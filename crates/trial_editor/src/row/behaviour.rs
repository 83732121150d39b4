//! Static per-row configuration

use trial_core::{FrameId, InsertPoint};

/// What the action cell edits
#[derive(Debug, Clone, Copy, PartialEq, Eq, Default)]
pub enum ActionDescriptor {
    /// No action cell
    #[default]
    None,
    /// A single named action with parameters
    Simple,
    /// A list of contradictions (cross-examination statements)
    Contradiction,
}

/// Which operations a row allows. Supplied by the caller and fixed for the
/// row's lifetime.
#[derive(Debug, Clone, PartialEq, Eq, Default)]
pub struct RowBehaviour {
    /// Where this row inserts frames; rows with an insert point are drop targets
    pub insert: Option<InsertPoint>,
    /// Whether the row can be deleted (and therefore dragged)
    pub deletable: bool,
    pub block_insert_enabled: bool,
    /// Merge and wait-timer controls
    pub flow_controls_enabled: bool,
    pub action: ActionDescriptor,
}

impl RowBehaviour {
    /// The usual frame row: inserts before itself, deletable, flow controls,
    /// simple action.
    pub fn standard(frame_id: FrameId) -> Self {
        Self {
            insert: Some(InsertPoint::Before(frame_id)),
            deletable: true,
            block_insert_enabled: true,
            flow_controls_enabled: true,
            action: ActionDescriptor::Simple,
        }
    }

    /// A statement of a cross-examination
    pub fn statement(frame_id: FrameId) -> Self {
        Self {
            block_insert_enabled: false,
            action: ActionDescriptor::Contradiction,
            ..Self::standard(frame_id)
        }
    }

    /// Read-only framing row (e.g. the start of a block)
    pub fn fixed() -> Self {
        Self::default()
    }

    pub fn with_block_insert(mut self, enabled: bool) -> Self {
        self.block_insert_enabled = enabled;
        self
    }
}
——
WHAT IS NEEDED: A faithful, complete reproduction of the listing above is requested.

ANSWER BELOW:
filename crates/trial_editor/src/row/behaviour.rs
repository 83732121150d39b4
//! Static per-row configuration

use trial_core::{FrameId, InsertPoint};

/// What the action cell edits
#[derive(Debug, Clone, Copy, PartialEq, Eq, Default)]
pub enum ActionDescriptor {
    /// No action cell
    #[default]
    None,
    /// A single named action with parameters
    Simple,
    /// A list of contradictions (cross-examination statements)
    Contradiction,
}

/// Which operations a row allows. Supplied by the caller and fixed for the
/// row's lifetime.
#[derive(Debug, Clone, PartialEq, Eq, Default)]
pub struct RowBehaviour {
    /// Where this row inserts frames; rows with an insert point are drop targets
    pub insert: Option<InsertPoint>,
    /// Whether the row can be deleted (and therefore dragged)
    pub deletable: bool,
    pub block_insert_enabled: bool,
    /// Merge and wait-timer controls
    pub flow_controls_enabled: bool,
    pub action: ActionDescriptor,
}

impl RowBehaviour {
    /// The usual frame row: inserts before itself, deletable, flow controls,
    /// simple action.
    pub fn standard(frame_id: FrameId) -> Self {
        Self {
            insert: Some(InsertPoint::Before(frame_id)),
            deletable: true,
            block_insert_enabled: true,
            flow_controls_enabled: true,
            action: ActionDescriptor::Simple,
        }
    }

    /// A statement of a cross-examination
    pub fn statement(frame_id: FrameId) -> Self {
        Self {
            block_insert_enabled: false,
            action: ActionDescriptor::Contradiction,
            ..Self::standard(frame_id)
        }
    }

    /// Read-only framing row (e.g. the start of a block)
    pub fn fixed() -> Self {
        Self::default()
    }

    pub fn with_block_insert(mut self, enabled: bool) -> Self {
        self.block_insert_enabled = enabled;
        self
    }
}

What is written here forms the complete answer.